I often suggest checking the fundamentals before choosing a fishing destination, being:
- the water’s recent environmental history,
- fish stocks; i.e. recruitment or recent stocking history if relevant; or conversely, reported fish losses/kills,
- expected weather,
- current water conditions.
With the resources available on the internet, it’s all quite easy. However, on my midweek trip with Max to the estuaries around Warrnambool, I blew it – almost.
Now, in my defence, I knew that as far as the first two points were concerned, things were fine. It so happened the weather forecast was okay too. (Not that I’m anywhere near as interested in weather for estuary fishing as I am for trout fishing; short of extreme events, estuary weather doesn’t seem to matter much.)
Finally, I was confident water conditions would be good. After plenty of recent rain in the catchments, I was sure most if not all the several estuaries on offer would be open to the sea (a plus). Sure, the flipside of all the rain was the water might be a bit dirty, but I’d cunningly checked the high tide and found it coincided with early afternoon. So we were all but guaranteed a few hours of fishably clear water (half a metre of viso is plenty) in daylight hours as the sea pushed upstream and mixed with the fresh.

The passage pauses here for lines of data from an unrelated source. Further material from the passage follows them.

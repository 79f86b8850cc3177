//! voldrive: pluggable volume orchestration.
//!
//! Storage backends are linked in at build time. Each contributes a
//! [`StorageDriver`](driver::StorageDriver) that owns the provider API, a
//! [`StorageExecutor`](executor::StorageExecutor) that does host-local work,
//! and its configuration keys. The [`Router`](router::Router) sends each
//! volume request to the driver bound to its service, and drivers reach the
//! host through the [`ExecutorDispatcher`](executor::ExecutorDispatcher).
//!
//! Start with [`VoldriveRuntime::new`].

pub mod config;
pub mod context;
pub mod db;
pub mod driver;
pub mod drivers;
pub mod executor;
pub mod logging;
pub mod metrics;
pub mod paths;
pub mod registry;
pub mod router;
pub mod runtime;
pub mod util;

pub use config::{Config, ConfigSchema, EnvSnapshot};
pub use context::{CancelHandle, Context, TransactionId};
pub use driver::{DriverRegistry, StorageDriver};
pub use executor::{ExecutorDispatcher, ExecutorHandle, ExecutorRegistry, Isolation, StorageExecutor};
pub use metrics::RouterMetrics;
pub use paths::PathConfig;
pub use registry::OverridePolicy;
pub use router::{Router, VolumeOp, VolumeReply, VolumeRequest};
pub use runtime::{VoldriveOptions, VoldriveRuntime};

pub use voldrive_shared::{VoldriveError, VoldriveResult};
//! Shared types for the variance scan.
//!
//! A `DailyRecord` is the slice of a price row the scan cares about,
//! and a `Maximum` is the best record seen so far together with its
//! position in the input.

use chrono::NaiveDate;
use rust_decimal::Decimal;
use serde::Serialize;
use std::cmp::Ordering;
use std::fmt;

/// Date format used by the price table.
pub const DATE_FORMAT: &str = "%Y-%m-%d";

// ---------------------------------------------------------------------------
// Daily record
// ---------------------------------------------------------------------------

/// One trading day: its date label plus opening and closing price.
#[derive(Debug, Clone, PartialEq, Eq, Serialize)]
pub struct DailyRecord {
    /// Date label exactly as supplied (ISO `YYYY-MM-DD` in practice).
    pub date: String,
    pub open: Decimal,
    pub close: Decimal,
}

impl DailyRecord {
    pub fn new(date: impl Into<String>, open: Decimal, close: Decimal) -> Self {
        Self {
            date: date.into(),
            open,
            close,
        }
    }

    /// Absolute difference between opening and closing price.
    pub fn variance(&self) -> Decimal {
        (self.open - self.close).abs()
    }

    /// The date as a calendar day, if the label is an ISO date.
    pub fn trading_day(&self) -> Option<NaiveDate> {
        NaiveDate::parse_from_str(&self.date, DATE_FORMAT).ok()
    }

    /// Orders records by variance, ascending.
    pub fn cmp_variance(&self, other: &Self) -> Ordering {
        self.variance().cmp(&other.variance())
    }
}

impl fmt::Display for DailyRecord {
    fn fmt(&self, f: &mut fmt::Formatter<'_>) -> fmt::Result {
        write!(f, "{} had variance = {:.3}", self.date, self.variance())
    }
}

// ---------------------------------------------------------------------------
// Running maximum
// ---------------------------------------------------------------------------

/// The record with the greatest variance in some run of input rows.
#[derive(Debug, Clone, PartialEq, Eq, Serialize)]
pub struct Maximum {
    /// Zero-based position among the data rows (header excluded).
    pub index: usize,
    pub record: DailyRecord,
}

impl Maximum {
    pub fn new(index: usize, record: DailyRecord) -> Self {
        Self { index, record }
    }

    pub fn variance(&self) -> Decimal {
        self.record.variance()
    }

    pub fn date(&self) -> &str {
        &self.record.date
    }

    /// Combine two partial maxima.
    ///
    /// The larger variance wins; on equal variance the one with the lower
    /// index wins, so the result does not depend on merge order.
    pub fn merge(self, other: Maximum) -> Maximum {
        match self.record.cmp_variance(&other.record) {
            Ordering::Greater => self,
            Ordering::Less => other,
            Ordering::Equal if self.index <= other.index => self,
            Ordering::Equal => other,
        }
    }
}

// ---------------------------------------------------------------------------
// Tests
// ---------------------------------------------------------------------------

In the event, what I hadn’t counted on (but could easily have checked – doh!) was the sheer volume of extremely turbid water pushing down the estuaries. We’d chosen Warrnambool for the number of options on offer (normally a buffer against localised bad luck) but one by one, we discovered the estuaries were a write-off. The Curdies, the Hopkins, the Merri, the Moyne… in every case, we saw that the volume of dirty water was too great for the ocean to overcome. In fact, even at high tide, the plume of mud was so strong, it turned the breakers brown beyond the estuary mouths.
In desperation (we hadn’t planned for it) we headed to Killarney to fish for salmon, but our luck was out there, too. The sea looked good and at least the water was beautifully clear. I asked a Port Fairy local surf fishing if he was doing any good? “Not even a bite,” he noted. “Usually a great spot this, too.” I explained our estuary predicament and to save us a trip, asked if Yambuk 20km west was any better? “Just as muddy,” he said, shaking his head, before brightly recalling that, “It was great a few weeks ago though.” With no other options, Max and I fished through until dark for one small salmon caught and one decent hit.

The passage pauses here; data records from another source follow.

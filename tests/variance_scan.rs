//! End-to-end checks of the variance scan through the public API.

use rust_decimal::Decimal;
use rust_decimal_macros::dec;

use stock_variance::dataset::{EXPECTED_ANSWER, HEADER, STOCK_DATA};
use stock_variance::scanner::{records, scan_shards, scan_text};
use stock_variance::{
    greatest_variance_date, scan_loop, scan_pipeline, ParseErrorKind, ScanError, Strategy,
};

fn table(rows: &[(&str, Decimal, Decimal)]) -> Vec<String> {
    std::iter::once(HEADER.to_string())
        .chain(
            rows.iter()
                .map(|(date, open, close)| format!("{date},{open},0,0,{close},0,{close}")),
        )
        .collect()
}

/// Deterministic pseudo-random prices, no external RNG needed.
fn generated(len: usize, seed: u64) -> Vec<(String, Decimal, Decimal)> {
    let mut state = seed;
    let mut next = move || {
        state = state.wrapping_mul(6364136223846793005).wrapping_add(1442695040888963407);
        ((state >> 33) % 500) as i64
    };
    (0..len)
        .map(|i| {
            let open = Decimal::new(3000 + next(), 2);
            let close = Decimal::new(3000 + next(), 2);
            (format!("day-{i:03}"), open, close)
        })
        .collect()
}

#[test]
fn sample_table_answer() {
    assert_eq!(greatest_variance_date(&STOCK_DATA).unwrap(), EXPECTED_ANSWER);
    assert_eq!(scan_loop(&STOCK_DATA).unwrap().variance(), dec!(0.43));
}

#[test]
fn result_dominates_every_record() {
    for seed in 1..20 {
        let rows = generated(40, seed);
        let refs: Vec<_> = rows.iter().map(|(d, o, c)| (d.as_str(), *o, *c)).collect();
        let text = table(&refs);

        let loop_best = scan_loop(&text).unwrap();
        let pipeline_best = scan_pipeline(&text).unwrap();
        assert_eq!(loop_best, pipeline_best, "seed {seed}");
        assert_eq!(scan_shards(&text, 7).unwrap(), loop_best, "seed {seed}");

        for parsed in records(&text) {
            let (index, record) = parsed.unwrap();
            assert!(record.variance() <= loop_best.variance());
            if record.variance() == loop_best.variance() {
                assert!(index >= loop_best.index, "earlier tie at {index}");
            }
        }
    }
}

#[test]
fn tie_break_prefers_first_row() {
    let text = table(&[("A", dec!(10), dec!(12)), ("B", dec!(5), dec!(7))]);
    for strategy in [Strategy::Loop, Strategy::Pipeline] {
        assert_eq!(strategy.scan(&text).unwrap().date(), "A");
    }
}

#[test]
fn single_row_is_the_answer() {
    let text = table(&[("lonely", dec!(1.00), dec!(1.00))]);
    assert_eq!(greatest_variance_date(&text).unwrap(), "lonely");
}

#[test]
fn header_only_input() {
    let text = HEADER.to_string();
    assert_eq!(
        scan_text(&text, Strategy::Loop).unwrap_err(),
        ScanError::EmptyInput
    );
}

#[test]
fn short_row_is_a_parse_error() {
    let text = format!("{HEADER}\n2012-03-13,32.24,32.69");
    match scan_text(&text, Strategy::Pipeline) {
        Err(ScanError::Parse(err)) => {
            assert_eq!(err.line, 2);
            assert!(matches!(err.kind, ParseErrorKind::FieldCount { found: 3, .. }));
        }
        other => panic!("expected parse error, got {other:?}"),
    }
}

#[test]
fn fabricated_header_is_ignored() {
    let text = format!("2099-01-01,0,0,0,100000,0,0\n{}", STOCK_DATA[1..].join("\n"));
    assert_eq!(
        scan_text(&text, Strategy::Loop).unwrap().date(),
        EXPECTED_ANSWER
    );
}
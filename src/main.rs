//! Entry point. Loads configuration, initialises structured logging,
//! scans the embedded price table with each configured strategy and
//! prints the answers next to the expected date.

use anyhow::Result;
use tracing::{info, warn};

use stock_variance::config::{AppConfig, DEFAULT_CONFIG_PATH};
use stock_variance::dataset::{EXPECTED_ANSWER, STOCK_DATA};
use stock_variance::report::Report;

fn main() -> Result<()> {
    // Load .env file if present (non-fatal if missing)
    let _ = dotenv::dotenv();

    init_logging();

    let cfg = AppConfig::load_or_default(DEFAULT_CONFIG_PATH)?;
    info!(
        strategies = ?cfg.scan.strategies,
        format = ?cfg.report.format,
        rows = STOCK_DATA.len() - 1,
        "Scanning embedded price table"
    );

    let report = Report::build(&STOCK_DATA, &cfg.scan.strategies, EXPECTED_ANSWER)?;
    if !report.all_match() {
        warn!(expected = EXPECTED_ANSWER, "Not every strategy found the expected date");
    }

    println!("{}", report.render(cfg.report.format)?);
    Ok(())
}

/// Initialise the `tracing` subscriber.
///
/// Logs go to stderr so the report on stdout stays clean.
fn init_logging() {
    use tracing_subscriber::{fmt, EnvFilter};

    let env_filter = EnvFilter::try_from_default_env()
        .unwrap_or_else(|_| EnvFilter::new("stock_variance=info"));

    let json_logging = std::env::var("STOCK_VARIANCE_LOG_JSON").is_ok();

    if json_logging {
        fmt()
            .json()
            .with_env_filter(env_filter)
            .with_target(true)
            .with_writer(std::io::stderr)
            .init();
    } else {
        fmt()
            .with_env_filter(env_filter)
            .with_target(true)
            .with_writer(std::io::stderr)
            .init();
    }
}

Well, it’s been a long time since I’ve felt so bereft of ideas on a trip, and I went to bed thinking we might be best to abort the estuary mission altogether and fish Purrumbete or another trout lake on the way home. However, morning brought a change of heart and for no good reason besides (irrational?) optimism, we decided to recheck a couple of estuaries and hope for a miracle. I mean, we knew the fish were there, and maybe with just a whisker more visibility, we would eventually pull a fly close enough to a fish for it to see the artificial?
At first, this seemed a long shot. Maybe the water was just a fraction clearer, or maybe we were trying to see something that wasn’t there? Then half an hour into the morning session, Max yelled out, “Yes!” I looked up the bank and his rod had a serious bend. By the time I arrived, he was beaching a nice bream.

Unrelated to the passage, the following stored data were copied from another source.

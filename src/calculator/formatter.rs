use std::fmt;

use rust_decimal::Decimal;
use rust_decimal_macros::dec;
use serde::{Deserialize, Serialize};

use super::validation::MAX_SCALE;
use crate::common::types::{CalculatorOptions, CalculatorResult};

/// Rounded view of one leg
#[derive(Debug, Clone, PartialEq, Eq, Serialize, Deserialize)]
pub struct DisplayLeg {
    pub index: usize,
    pub bookmaker: String,
    pub outcome: Option<String>,
    pub odds: Decimal,
    pub stake: Decimal,
    pub payout: Decimal,
}

/// Rounded view of a [`CalculatorResult`]
///
/// Monetary figures and `profit_percentage` use the configured precision.
/// `roi` and `implied_percentage` keep two extra places so they agree with
/// the percentage column.
#[derive(Debug, Clone, PartialEq, Eq, Serialize, Deserialize)]
pub struct DisplayResult {
    pub stake: Decimal,
    pub payout: Decimal,
    pub profit: Decimal,
    pub profit_percentage: Decimal,
    pub roi: Decimal,
    pub implied_percentage: Decimal,
    pub is_arbitrage: bool,
    pub fees: Decimal,
    pub taxes: Decimal,
    pub legs: Vec<DisplayLeg>,
}

/// Apply the rounding options to a result for display
///
/// Rounding is the last step and never feeds back into the computation:
/// the borrowed `result` stays unrounded for history or chained use.
pub fn format_result(result: &CalculatorResult, options: &CalculatorOptions) -> DisplayResult {
    let ratio = CalculatorOptions {
        decimal_places: options.decimal_places.saturating_add(2),
        ..options.clone()
    };

    DisplayResult {
        stake: options.round(result.stake),
        payout: options.round(result.payout),
        profit: options.round(result.profit),
        profit_percentage: options.round(result.profit_percentage),
        roi: ratio.round(result.roi),
        implied_percentage: options.round(result.total_implied_probability * dec!(100)),
        is_arbitrage: result.is_arbitrage,
        fees: options.round(result.fees),
        taxes: options.round(result.taxes),
        legs: result
            .legs
            .iter()
            .map(|leg| DisplayLeg {
                index: leg.index,
                bookmaker: leg.bookmaker.clone(),
                outcome: leg.outcome.clone(),
                odds: leg.odds,
                stake: options.round(leg.stake),
                payout: options.round(leg.payout),
            })
            .collect(),
    }
}

/// Largest gap between the rounded leg stakes and the rounded total
///
/// Each leg is off by at most one unit in the last place, so the sum can
/// drift by up to `legs * 10^-decimal_places`.
pub fn rounding_tolerance(options: &CalculatorOptions, legs: usize) -> Decimal {
    Decimal::new(1, options.decimal_places.min(MAX_SCALE)) * Decimal::from(legs.max(1))
}

impl fmt::Display for DisplayResult {
    fn fmt(&self, f: &mut fmt::Formatter<'_>) -> fmt::Result {
        writeln!(
            f,
            "{:<4} {:<20} {:<16} {:>10} {:>14} {:>14}",
            "#", "Bookmaker", "Outcome", "Odds", "Stake", "Payout"
        )?;
        for leg in &self.legs {
            writeln!(
                f,
                "{:<4} {:<20} {:<16} {:>10} {:>14} {:>14}",
                leg.index,
                leg.bookmaker,
                leg.outcome.as_deref().unwrap_or("-"),
                leg.odds,
                leg.stake,
                leg.payout
            )?;
        }
        writeln!(f)?;
        writeln!(f, "Implied probability: {}%", self.implied_percentage)?;
        writeln!(
            f,
            "Arbitrage:           {}",
            if self.is_arbitrage { "yes" } else { "no" }
        )?;
        writeln!(f, "Total stake:         {}", self.stake)?;
        if !self.fees.is_zero() {
            writeln!(f, "Fees:                {}", self.fees)?;
        }
        if !self.taxes.is_zero() {
            writeln!(f, "Taxes:               {}", self.taxes)?;
        }
        writeln!(f, "Payout:              {}", self.payout)?;
        writeln!(
            f,
            "Profit:              {} ({}%)",
            self.profit, self.profit_percentage
        )
    }
}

Well, what a difference a single good fish makes on a tough day. That all-important belief that we might actually catch something, was restored. Though it wasn’t the start of an avalanche of success, about half an hour later I was twitching back my black Hammerhead, when I too felt that tug on the pause, and soon after I had my first bream.
Then the gaps between catches, or at least hits, became shorter as the tide pushed in. In slow motion, the water went from almost imperceptibly clearer, to nearly a metre of visibility. I’m not sure what exactly had changed in less than 24 hours? The tide peak was only fractionally higher than the previous day, so I still can’t quite figure out what turned the water clarity from pea soup to ideal? Was there bigger swell? Slightly less freshwater flow for the ocean to fight?
In any case, the fishing went from good to fantastic. At the peak of the action, the only time I didn’t get a hit, was when the fly had picked up weed.
Well, we both had late afternoon commitments, and we walked away with the action in full swing. With way more bream to hand than we usually catch (including some beauties), this wasn’t as difficult as it might sound. Still, an hour into the drive across the sodden plains heading home, Max and I were already having a conversation about how much is enough. And wondering what the fishing would be like once the water started draining off the flats and back into the channels; assuming it didn’t immediately go back to impossibly muddy?
We both agreed we’d had more action than any angler has a right to expect. But even so, it would have been interesting to be there on the falling tide… just to see what happened.